Clinton’s alternative to ECOMOG is a UN peacekeeping force, and
troops from as far away as India are now charged with enforcing Sierra
Leone’s so-called peace agreement.
But Sankoh, now
holding the rank of vice president, reneged on his promise to disarm,
and his rebels quickly relieved hundreds of UN soldiers of their guns
and vehicles, a feat they never achieved against ECOMOG. Whether the
UN force ultimately succeeds, or not, it will cost the US much more
than it would have to equip ECOMOG in the first place. And unlike
ECOMOG, the UN force, even if victorious, will leave no lasting
precedent for successful peacekeeping organized by Africans
themselves.
Americans are right to be wary of direct US military intervention in
Africa, but the US has a stake, nonetheless, in that continent’s
future. We cannot allow Africa to become a lawless no man’s
land where criminal regimes hold sway under the camouflage of
national sovereignty.
But by helping African governments build
their own capacity for regional peacekeeping, we can promote long-term
progress on that continent while enhancing our own security at the
same time. With its limitless natural resources, a secure and
prosperous Africa will inevitably play a vital role in America’s
future.
Al Gore recently backed away from Clinton’s promise never again
to stand by while mass murder rages in Africa, arguing in a recent PBS
interview that the US must examine each case individually. This is
straight talk compared to Clinton. But Mr. Gore is wrong if he thinks
the US can sustain a policy of choosing which African children we
save, and which we do not, on the basis of US national
interests
narrowly defined. Those days are over, or soon will be,
and anyone who doubts that underestimates two things—the rising
power of global TV news and the moral character of the American
people.
But Clinton’s public relations gimmickry is also headed for the junk heap. By the end of this decade, Americans will be as well informed about Africa as any other part of the world. US citizens, especially African Americans, are already visiting Africa at an ever-increasing pace. Africans, themselves, including many professionals, are also migrating to the US in large numbers. In these circumstances, the US cannot maintain for very long a strong public commitment to peace and security in Africa, coupled with a private determination to avoid acting on that commitment no matter what the moral cost, no matter what it takes to hide US duplicity. Those days are also numbered.

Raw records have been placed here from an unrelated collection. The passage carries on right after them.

use hemon_core::CkksError;

#[derive(Debug, thiserror::Error)]
pub enum MonitorError {
    #[error("sample of size {actual}, expected {expected}")]
    SizeMismatch { expected: usize, actual: usize },

    #[error("invalid automaton: {0}")]
    InvalidAutomaton(String),

    #[error("invalid configuration: {0}")]
    InvalidConfig(String),

    #[error(transparent)]
    Ckks(#[from] CkksError),

    #[error(transparent)]
    Stream(#[from] StreamError),

    #[error(transparent)]
    Json(#[from] serde_json::Error),
}

#[derive(Debug, thiserror::Error)]
pub enum StreamError {
    #[error("stream i/o: {0}")]
    Io(#[from] std::io::Error),

    #[error("truncated input: expected {expected}, got {actual}")]
    Truncated { expected: usize, actual: usize },

    #[error("malformed record: {0}")]
    Malformed(String),
}
use backend::BigPoly;
use itertools::izip;
use rug::Integer;

use crate::{
    CkksError,
    ckks::{CkksCiphertext, CkksParameters, CkksPlaintext, RelinearizationKey},
};

/// Homomorphic operations on [CkksCiphertext].
///
/// Binary additive operations require operands at the same level and the
/// same scale; nothing is aligned implicitly.
pub struct CkksEvaluator {
    params: CkksParameters,
}

fn check_aligned(level_a: usize, scale_a: f64, level_b: usize, scale_b: f64) -> Result<(), CkksError> {
    if level_a != level_b {
        return Err(CkksError::LevelMismatch(level_a, level_b));
    }
    if scale_a != scale_b {
        return Err(CkksError::ScaleMismatch(scale_a, scale_b));
    }
    Ok(())
}

impl CkksEvaluator {
    pub fn new(params: &CkksParameters) -> Self {
        Self {
            params: params.clone(),
        }
    }

    pub fn params(&self) -> &CkksParameters {
        &self.params
    }

    pub fn add(&self, a: &CkksCiphertext, b: &CkksCiphertext) -> Result<CkksCiphertext, CkksError> {
        check_aligned(a.level, a.scale, b.level, b.scale)?;
        let (long, short) = if a.size() >= b.size() { (a, b) } else { (b, a) };
        let mut res: CkksCiphertext = long.clone();
        izip!(res.polys.iter_mut(), short.polys.iter()).for_each(|(r, x)| r.add_inplace(x, a.log_q));
        Ok(res)
    }

    pub fn sub(&self, a: &CkksCiphertext, b: &CkksCiphertext) -> Result<CkksCiphertext, CkksError> {
        check_aligned(a.level, a.scale, b.level, b.scale)?;
        let mut res: CkksCiphertext = a.clone();
        if b.size() > res.size() {
            res.polys.resize(b.size(), BigPoly::alloc(b.polys[0].n()));
        }
        izip!(res.polys.iter_mut(), b.polys.iter()).for_each(|(r, x)| r.sub_inplace(x, a.log_q));
        Ok(res)
    }

    pub fn negate(&self, a: &CkksCiphertext) -> CkksCiphertext {
        let mut res: CkksCiphertext = a.clone();
        res.polys.iter_mut().for_each(|p| p.neg_inplace(a.log_q));
        res
    }

    pub fn add_plain(&self, a: &CkksCiphertext, pt: &CkksPlaintext) -> Result<CkksCiphertext, CkksError> {
        check_aligned(a.level, a.scale, pt.level, pt.scale)?;
        let mut res: CkksCiphertext = a.clone();
        res.polys[0].add_inplace(&pt.poly, a.log_q);
        Ok(res)
    }

    pub fn sub_plain(&self, a: &CkksCiphertext, pt: &CkksPlaintext) -> Result<CkksCiphertext, CkksError> {
        check_aligned(a.level, a.scale, pt.level, pt.scale)?;
        let mut res: CkksCiphertext = a.clone();
        res.polys[0].sub_inplace(&pt.poly, a.log_q);
        Ok(res)
    }

    /// Product with a plaintext at the same level; scales multiply.
    pub fn multiply_plain(&self, a: &CkksCiphertext, pt: &CkksPlaintext) -> Result<CkksCiphertext, CkksError> {
        if a.level != pt.level {
            return Err(CkksError::LevelMismatch(a.level, pt.level));
        }
        let polys: Vec<BigPoly> = a
            .polys
            .iter()
            .map(|p| BigPoly::mul(&pt.poly, p, a.log_q))
            .collect();
        Ok(CkksCiphertext {
            polys,
            level: a.level,
            log_q: a.log_q,
            scale: a.scale * pt.scale,
        })
    }

    /// Tensor product of two size 2 ciphertexts, giving a size 3 ciphertext.
    pub fn multiply(&self, a: &CkksCiphertext, b: &CkksCiphertext) -> Result<CkksCiphertext, CkksError> {
        if a.level != b.level {
            return Err(CkksError::LevelMismatch(a.level, b.level));
        }
        if a.size() != 2 {
            return Err(CkksError::UnsupportedSize(a.size()));
        }
        if b.size() != 2 {
            return Err(CkksError::UnsupportedSize(b.size()));
        }
        let log_q: u32 = a.log_q;
        let d0: BigPoly = BigPoly::mul(&a.polys[0], &b.polys[0], log_q);
        let mut d1: BigPoly = BigPoly::mul(&a.polys[0], &b.polys[1], log_q);
        d1.add_inplace(&BigPoly::mul(&a.polys[1], &b.polys[0], log_q), log_q);
        let d2: BigPoly = BigPoly::mul(&a.polys[1], &b.polys[1], log_q);
        Ok(CkksCiphertext {
            polys: vec![d0, d1, d2],
            level: a.level,
            log_q,
            scale: a.scale * b.scale,
        })
    }

    pub fn square(&self, a: &CkksCiphertext) -> Result<CkksCiphertext, CkksError> {
        if a.size() != 2 {
            return Err(CkksError::UnsupportedSize(a.size()));
        }
        let log_q: u32 = a.log_q;
        let d0: BigPoly = BigPoly::mul(&a.polys[0], &a.polys[0], log_q);
        let mut d1: BigPoly = BigPoly::mul(&a.polys[0], &a.polys[1], log_q);
        d1.mul_scalar_inplace(&Integer::from(2), log_q);
        let d2: BigPoly = BigPoly::mul(&a.polys[1], &a.polys[1], log_q);
        Ok(CkksCiphertext {
            polys: vec![d0, d1, d2],
            level: a.level,
            log_q,
            scale: a.scale * a.scale,
        })
    }

    /// Brings a size 3 ciphertext back to size 2.
    pub fn relinearize(&self, a: &CkksCiphertext, rlk: &RelinearizationKey) -> Result<CkksCiphertext, CkksError> {
        if a.size() != 3 {
            return Err(CkksError::NotRelinearizable(a.size()));
        }
        let log_q: u32 = a.log_q;
        let p: u32 = rlk.log_special;
        let log_ext: u32 = log_q + p;
        let digits: usize = log_q.div_ceil(p) as usize;
        if digits > rlk.rows() || log_ext > rlk.log_pq {
            return Err(CkksError::InvalidParameters(format!(
                "relinearization key of {} rows cannot switch modulus 2^{}",
                rlk.rows(),
                log_q
            )));
        }

        let n: usize = a.polys[0].n();
        let mut acc: [BigPoly; 2] = [BigPoly::alloc(n), BigPoly::alloc(n)];
        let mut digit: BigPoly = BigPoly::alloc(n);
        (0..digits).for_each(|i| {
            izip!(digit.coeffs.iter_mut(), a.polys[2].coeffs.iter()).for_each(|(d, c)| {
                *d = Integer::from(c >> (p * i as u32));
                d.keep_bits_mut(p);
            });
            izip!(acc.iter_mut(), rlk.rows[i].iter()).for_each(|(r, k)| {
                let mut k: BigPoly = k.clone();
                k.reduce(log_ext);
                r.add_inplace(&BigPoly::mul(&digit, &k, log_ext), log_ext);
            });
        });

        let mut res: CkksCiphertext = CkksCiphertext {
            polys: vec![a.polys[0].clone(), a.polys[1].clone()],
            level: a.level,
            log_q,
            scale: a.scale,
        };
        izip!(res.polys.iter_mut(), acc.iter_mut()).for_each(|(r, x)| {
            x.div_round_pow2(p, log_q);
            r.add_inplace(x, log_q);
        });
        Ok(res)
    }

    /// Divides by the top modulus factor and drops one level.
    pub fn rescale_to_next(&self, a: &CkksCiphertext) -> Result<CkksCiphertext, CkksError> {
        if a.level == 0 {
            return Err(CkksError::EndOfModulusChain);
        }
        let bits: u32 = self.params.rescale_bits(a.level);
        let log_q: u32 = a.log_q - bits;
        let mut res: CkksCiphertext = a.clone();
        res.polys.iter_mut().for_each(|p| p.div_round_pow2(bits, log_q));
        res.log_q = log_q;
        res.level = a.level - 1;
        res.scale = a.scale / (2.0f64).powi(bits as i32);
        Ok(res)
    }

    /// Drops one level without touching the scale.
    pub fn mod_switch_to_next(&self, a: &CkksCiphertext) -> Result<CkksCiphertext, CkksError> {
        if a.level == 0 {
            return Err(CkksError::EndOfModulusChain);
        }
        self.mod_switch_to(a, a.level - 1)
    }

    pub fn mod_switch_to(&self, a: &CkksCiphertext, level: usize) -> Result<CkksCiphertext, CkksError> {
        if level > a.level {
            return Err(CkksError::InvalidTargetLevel { from: a.level, to: level });
        }
        let log_q: u32 = self.params.log_q(level);
        let mut res: CkksCiphertext = a.clone();
        res.polys.iter_mut().for_each(|p| p.reduce(log_q));
        res.log_q = log_q;
        res.level = level;
        Ok(res)
    }

    /// Rescales while the scale exceeds twice the nominal scale, then drops
    /// the remaining levels.
    pub fn normalize_to_final(&self, a: &CkksCiphertext) -> Result<CkksCiphertext, CkksError> {
        let mut res: CkksCiphertext = a.clone();
        while res.scale > 2.0 * self.params.scale && res.level > 0 {
            res = self.rescale_to_next(&res)?;
        }
        if res.level > 0 {
            res = self.mod_switch_to(&res, 0)?;
        }
        Ok(res)
    }
}
pub trait Infos {
    /// Ring degree for polynomial types, dimension for LWE types.
    fn n(&self) -> usize;

    /// Base two logarithm of the ciphertext modulus.
    fn log_q(&self) -> usize;
}
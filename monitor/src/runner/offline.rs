use hemon_core::{ckks::CkksCiphertext, tfhe::LweCiphertext};

use crate::{MonitorError, automaton::SuffixAutomaton, engine::BackwardEngine, runner::StepPipeline};

/// Reverse evaluation of a whole trace known in advance.
pub struct OfflineRunner {
    pipeline: StepPipeline,
    automaton: SuffixAutomaton,
    boot_interval: usize,
}

impl OfflineRunner {
    pub fn new(pipeline: StepPipeline, automaton: SuffixAutomaton, boot_interval: usize) -> Self {
        assert!(boot_interval > 0, "boot interval must be positive");
        Self {
            pipeline,
            automaton,
            boot_interval,
        }
    }

    /// `samples` in the order a [crate::runner::ReverseRunner] would receive
    /// them, most recent first. Verdict `k` covers `samples[0..=k]`.
    pub fn run(&mut self, samples: &[Vec<CkksCiphertext>]) -> Result<Vec<LweCiphertext<u32>>, MonitorError> {
        let predicates: Vec<Vec<CkksCiphertext>> = samples
            .iter()
            .map(|s| self.pipeline.predicates(s))
            .collect::<Result<_, _>>()?;
        let bits = self.pipeline.bits_batch(&predicates)?;
        tracing::info!(samples = samples.len(), "bridged offline trace");

        let bridge = self.pipeline.bridge();
        let mut engine: BackwardEngine = BackwardEngine::new(self.automaton.clone(), bridge.mid_degree());
        Ok(bits
            .iter()
            .enumerate()
            .map(|(i, sample)| {
                sample
                    .iter()
                    .rev()
                    .for_each(|bit| engine.transition(bridge.module(), bit));
                if (i + 1) % self.boot_interval == 0 {
                    engine.refresh(bridge);
                }
                engine.verdict()
            })
            .collect())
    }
}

Sooner or later, a US president will pay a heavy price for his Africa policy. When the American people finally catch on to what their government is doing in Africa in their name, the heaviest blame will not fall on previous leaders, not even on Clinton, but on the president currently in office. Clinton’s successor would, therefore, be wise to make reform of US Africa policy a priority issue. Given the many lives at stake, and our own country’s reputation abroad, we must hope he does. But to achieve that goal, he will need some virtues all too rare in Washington—political vision and moral courage.
Looking back, we can see that Clinton’s misuse of Jesse Jackson was among his worst mistakes. A man respected by millions in both the US and Africa was used as a mere prop to conceal a policy of image over substance. Jackson is no Africa expert, as the record shows, but he is an expert at something else—moral suasion. Convincing the US public, African leaders, and our Western allies to support regional security structures in Africa would be an enormous task, but if anyone can do it, it is Jesse Jackson.
The next president could find no better partner for crafting a respectable Africa policy—a policy he would not have to conceal at all costs from the American people.